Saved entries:
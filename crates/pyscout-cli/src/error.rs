//! CLI-specific error types and exit codes.

use pyscout_core::{CoreError, PathError, SettingsError};
use thiserror::Error;

#[derive(Debug, Error)]
pub enum CliError {
    /// Core domain error.
    #[error("{0}")]
    Core(String),

    /// Argument error.
    #[error("Invalid arguments: {0}")]
    Arguments(String),

    /// IO error (file not found, permission denied, etc.).
    #[error("IO error: {0}")]
    Io(String),

    /// Configuration error.
    #[error("Configuration error: {0}")]
    Config(String),

    /// The interpreter could not be resolved.
    #[error("Could not resolve {0}")]
    Unresolved(String),
}

impl CliError {
    /// Map error to an exit code following sysexits.h where one fits.
    pub const fn exit_code(&self) -> i32 {
        match self {
            Self::Core(_) | Self::Unresolved(_) => 1,
            Self::Arguments(_) => 2, // EX_USAGE
            Self::Io(_) => 74,       // EX_IOERR
            Self::Config(_) => 78,   // EX_CONFIG
        }
    }
}

impl From<CoreError> for CliError {
    fn from(err: CoreError) -> Self {
        match err {
            CoreError::Settings(e) => e.into(),
            CoreError::Path(e) => e.into(),
            CoreError::Store(e) => Self::Io(e.to_string()),
            other => Self::Core(other.to_string()),
        }
    }
}

impl From<SettingsError> for CliError {
    fn from(err: SettingsError) -> Self {
        Self::Config(err.to_string())
    }
}

impl From<PathError> for CliError {
    fn from(err: PathError) -> Self {
        Self::Config(err.to_string())
    }
}

impl From<std::io::Error> for CliError {
    fn from(err: std::io::Error) -> Self {
        Self::Io(err.to_string())
    }
}

impl From<serde_json::Error> for CliError {
    fn from(err: serde_json::Error) -> Self {
        Self::Core(format!("JSON encoding failed: {err}"))
    }
}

* _TASK DIRECTIONS_: Scan the entries for lines holding the string "impl", then copy every one of them.

* _TASK RESULT_:
impl CliError {
impl From<CoreError> for CliError {
impl From<SettingsError> for CliError {
impl From<PathError> for CliError {
impl From<std::io::Error> for CliError {
impl From<serde_json::Error> for CliError {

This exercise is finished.